Chaque 10 octobre, le monde célèbre la Journée mondiale de la santé mentale. En 2025, l’Organisation mondiale de la Santé (OMS) met l’accent sur « l’accès aux services de santé mentale dans les situations d’urgence et de catastrophes ». En République démocratique du Congo, le ministère de la Santé, à travers son Programme national de santé mentale, a adapté ce thème en soulignant la nécessité de « promouvoir la santé mentale et le soutien psychosocial pour une paix durable ».
À Goma, une conférence organisée au Centre de formation continue du Nord-Kivu par la Division provinciale de la santé a réuni acteurs locaux et organisations œuvrant dans le domaine de la santé mentale. L’objectif : venir en aide aux populations durement touchées par les crises et les urgences liées à la guerre.
Les discussions ont mis en lumière l’importance de renforcer l’accès aux soins psychologiques dans un contexte marqué par les conflits, les déplacements massifs et la pauvreté. Madame Sivita Gasonya Rose Pierrette, psychologue de formation et responsable de la santé mentale pour la mission ALIMA RDC, a rappelé que « les femmes et les enfants sont les premières victimes des catastrophes et des urgences. Les enfants sont terrifiés par les crises et les catastrophes ; ce sont les personnes les plus vulnérables ».
Elle a souligné la nécessité de donner la priorité aux femmes, aux enfants et aux personnes du troisième âge dans la prise en charge psychologique, car les déplacements les affectent davantage. « La prise en charge psychosociale est une approche qui prend en compte à la fois le mental, l’aspect psychologique de la personne et sa communauté », a-t-elle précisé.
L’organisation ALIMA, présente dans tout le Nord-Kivu à Goma, Beni, Bunia, Butembo, Masisi, Lubero, etc. offre des soins de santé mentale et physique aux populations affectées par la guerre. Selon Mme Sivita, il est urgent de renforcer les dispositifs communautaires pour encadrer les personnes victimes de troubles psychologiques et leur redonner espoir.
De son côté, Bamba Mande, agent à la Division provinciale de la santé mentale, a insisté sur l’importance de faire connaître les services disponibles : « La population doit savoir que notre service existe et qu’elle peut y recourir en cas de besoin. Les urgences de santé mentale au Nord-Kivu sont nombreuses, aggravées par l’insécurité et la guerre ».

Pour lui, le thème national choisi « Promouvoir la santé mentale et le soutien psychosocial pour une paix durable » doit se traduire par une action concrète à tous les niveaux, depuis les structures sanitaires jusqu’aux communautés de base.
Jean-Marie Vianney Basabose, infirmier neuropsychiatrique dans le projet Frakarita Goma, a rappelé l’importance de la prévention :
« Nous sensibilisons la population à mutualiser les forces afin de vivre comme une famille et prévenir les troubles de santé mentale.
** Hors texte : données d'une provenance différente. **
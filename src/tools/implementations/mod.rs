// ABOUTME: Module containing all MCP tool implementations organized by category.
// ABOUTME: Each submodule corresponds to a tool category with feature flag support.
//
// SPDX-License-Identifier: MIT OR Apache-2.0
// Copyright (c) 2025 Pierre Fitness Intelligence

//! # Tool Implementations
//!
//! - `meals` - Meal composition, nutrition lookup, generated plans
//! - `menus` - Registered menu management and menu-based plans
//!
//! Each category is conditionally compiled based on feature flags.

// Argument extraction shared by both categories
#[cfg(any(feature = "tools-meals", feature = "tools-menus"))]
mod params;

// Meal tools: suggest_meal, get_nutrition_info, search_foods, create_meal_plan
#[cfg(feature = "tools-meals")]
pub mod meals;

// Menu tools: register_menu, get_menu, list_menus, update_menu, delete_menu, etc.
#[cfg(feature = "tools-menus")]
pub mod menus;
// ABOUTME: Argument extraction helpers shared by the meal and menu tools.
// ABOUTME: Turns raw JSON tool arguments into typed values with range checks.
//
// SPDX-License-Identifier: MIT OR Apache-2.0
// Copyright (c) 2025 Pierre Fitness Intelligence

//! Tool argument helpers
//!
//! Absent and `null` arguments are treated the same. Type mismatches become
//! [`ToolError::InvalidParameter`], range violations `ValueOutOfRange`.

use serde::de::DeserializeOwned;
use serde_json::{json, Map, Value};

use crate::constants::limits::{DAILY_CALORIES_MAX, DAILY_CALORIES_MIN, PLAN_DAYS_MAX, PLAN_DAYS_MIN};
use crate::errors::{AppError, AppResult};
use crate::intelligence::PlanRequest;
use crate::mcp::schema::PropertySchema;
use crate::models::MealType;
use crate::tools::errors::ToolError;

fn present<'a>(args: &'a Value, key: &str) -> Option<&'a Value> {
    args.get(key).filter(|value| !value.is_null())
}

/// Optional number
pub(super) fn optional_f64(tool: &str, args: &Value, key: &str) -> AppResult<Option<f64>> {
    present(args, key)
        .map(|value| {
            value
                .as_f64()
                .ok_or_else(|| ToolError::invalid_parameter(tool, key, "must be a number").into())
        })
        .transpose()
}

/// Required number
pub(super) fn required_f64(tool: &str, args: &Value, key: &str) -> AppResult<f64> {
    optional_f64(tool, args, key)?.ok_or_else(|| ToolError::missing_parameter(tool, key).into())
}

/// Optional boolean
pub(super) fn optional_bool(tool: &str, args: &Value, key: &str) -> AppResult<Option<bool>> {
    present(args, key)
        .map(|value| {
            value
                .as_bool()
                .ok_or_else(|| ToolError::invalid_parameter(tool, key, "must be a boolean").into())
        })
        .transpose()
}

/// Optional string
pub(super) fn optional_str<'a>(
    tool: &str,
    args: &'a Value,
    key: &str,
) -> AppResult<Option<&'a str>> {
    present(args, key)
        .map(|value| {
            value
                .as_str()
                .ok_or_else(|| ToolError::invalid_parameter(tool, key, "must be a string").into())
        })
        .transpose()
}

/// Required, non-blank string
pub(super) fn required_str<'a>(tool: &str, args: &'a Value, key: &str) -> AppResult<&'a str> {
    optional_str(tool, args, key)?
        .filter(|text| !text.trim().is_empty())
        .ok_or_else(|| ToolError::missing_parameter(tool, key).into())
}

/// Array of strings; absent means empty
pub(super) fn string_list(tool: &str, args: &Value, key: &str) -> AppResult<Vec<String>> {
    let Some(value) = present(args, key) else {
        return Ok(Vec::new());
    };
    let invalid = || -> AppError {
        ToolError::invalid_parameter(tool, key, "must be an array of strings").into()
    };
    value
        .as_array()
        .ok_or_else(invalid)?
        .iter()
        .map(|item| item.as_str().map(str::to_owned).ok_or_else(invalid))
        .collect()
}

/// Optional meal type, matched case-insensitively
pub(super) fn optional_meal_type(
    tool: &str,
    args: &Value,
    key: &str,
) -> AppResult<Option<MealType>> {
    optional_str(tool, args, key)?
        .map(str::parse::<MealType>)
        .transpose()
}

/// Reject values outside `[min, max]`
pub(super) fn within(key: &str, value: f64, min: f64, max: f64) -> AppResult<f64> {
    if (min..=max).contains(&value) {
        Ok(value)
    } else {
        Err(AppError::out_of_range(format!(
            "{key} must be between {min} and {max}, got {value}"
        )))
    }
}

/// Reject values below `min`
pub(super) fn at_least(key: &str, value: f64, min: f64) -> AppResult<f64> {
    if value >= min {
        Ok(value)
    } else {
        Err(AppError::out_of_range(format!(
            "{key} must be at least {min}, got {value}"
        )))
    }
}

/// Whole number within `[min, max]`
#[allow(clippy::cast_possible_truncation, clippy::cast_sign_loss)]
// Safe: range-checked against u32 bounds before the cast
pub(super) fn whole_within(tool: &str, key: &str, value: f64, min: u32, max: u32) -> AppResult<u32> {
    if value.fract().abs() > f64::EPSILON {
        return Err(ToolError::invalid_parameter(tool, key, "must be a whole number").into());
    }
    within(key, value, f64::from(min), f64::from(max)).map(|whole| whole as u32)
}

/// Decode the full argument object into a typed record
pub(super) fn decode<T: DeserializeOwned>(tool: &str, args: Value) -> AppResult<T> {
    let args = if args.is_null() {
        Value::Object(Map::new())
    } else {
        args
    };
    serde_json::from_value(args)
        .map_err(|error| ToolError::invalid_parameter(tool, "arguments", error.to_string()).into())
}

/// Read the `days` / `dailyCalories` / `vegetarian` / `excludeIngredients` block shared by plan tools
pub(super) fn plan_request(tool: &str, args: &Value) -> AppResult<PlanRequest> {
    let days = whole_within(
        tool,
        "days",
        required_f64(tool, args, "days")?,
        PLAN_DAYS_MIN,
        PLAN_DAYS_MAX,
    )?;
    let daily_calories = within(
        "dailyCalories",
        required_f64(tool, args, "dailyCalories")?,
        DAILY_CALORIES_MIN,
        DAILY_CALORIES_MAX,
    )?;

    Ok(PlanRequest {
        days,
        daily_calories,
        vegetarian: optional_bool(tool, args, "vegetarian")?.unwrap_or(false),
        exclude_ingredients: string_list(tool, args, "excludeIngredients")?,
    })
}

/// Schema properties shared by plan tools
pub(super) fn plan_properties() -> Vec<(&'static str, PropertySchema)> {
    vec![
        (
            "days",
            PropertySchema::integer("Number of days for the meal plan")
                .with_range(f64::from(PLAN_DAYS_MIN), f64::from(PLAN_DAYS_MAX)),
        ),
        (
            "dailyCalories",
            PropertySchema::number("Target daily calories")
                .with_range(DAILY_CALORIES_MIN, DAILY_CALORIES_MAX),
        ),
        (
            "vegetarian",
            PropertySchema::boolean("Whether to include only vegetarian options")
                .with_default(json!(false)),
        ),
        (
            "excludeIngredients",
            PropertySchema::string_array("Ingredients to exclude from the meal plan"),
        ),
    ]
}

#[cfg(test)]
mod tests {
    use super::*;
    use crate::errors::ErrorCode;

    #[test]
    fn test_null_counts_as_absent() {
        let args = json!({"calories": null});
        assert_eq!(optional_f64("t", &args, "calories").unwrap(), None);
        assert!(string_list("t", &args, "excludeIngredients").unwrap().is_empty());
    }

    #[test]
    fn test_blank_required_string_is_missing() {
        let error = required_str("t", &json!({"id": "  "}), "id").unwrap_err();
        assert_eq!(error.code, ErrorCode::MissingRequiredField);
    }

    #[test]
    fn test_whole_within_rejects_fraction_and_range() {
        assert_eq!(whole_within("t", "days", 3.0, 1, 14).unwrap(), 3);
        assert_eq!(
            whole_within("t", "days", 2.5, 1, 14).unwrap_err().code,
            ErrorCode::InvalidInput
        );
        assert_eq!(
            whole_within("t", "days", 15.0, 1, 14).unwrap_err().code,
            ErrorCode::ValueOutOfRange
        );
    }

    #[test]
    fn test_string_list_rejects_mixed_array() {
        let error = string_list("t", &json!({"tags": ["a", 1]}), "tags").unwrap_err();
        assert_eq!(error.code, ErrorCode::InvalidInput);
    }
}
Nous menons des activités de prévention et de sensibilisation sur la prise en charge psychosociale et psychologique, tout en suivant les personnes déjà affectées ».
Durant la semaine de la Journée mondiale, le Centre neuropsychiatrique santé mentale de Goma a organisé des consultations gratuites avec des psychiatres et psychologues, afin de permettre aux personnes souffrant de troubles psychologiques de se faire diagnostiquer et accompagner.
Selon Jean-Marie Basabose, « la santé mentale contribue énormément à la paix ; la stabilité d’une société passe aussi par la guérison des blessures invisibles ».
Malgré les efforts conjoints des autorités, des ONG et des professionnels de santé, un fossé persiste entre l’ampleur des besoins et les capacités de réponse. « Il y a toujours un écart entre les urgences, les besoins et la riposte », reconnaissent plusieurs intervenants. Les acteurs appellent à un renforcement du financement, de la coordination et de la formation des intervenants communautaires pour faire face à la montée des troubles psychiques liés aux violences et aux déplacements prolongés.
Garantir l’accès à la santé mentale dans les situations d’urgence, c’est protéger la vie, la dignité et l’avenir des populations. En inscrivant la paix au cœur de sa politique nationale de santé mentale, la RDC envoie un message fort : la paix durable ne se construira pas seulement par les armes ni par les accords, mais aussi par la guérison des traumatismes invisibles.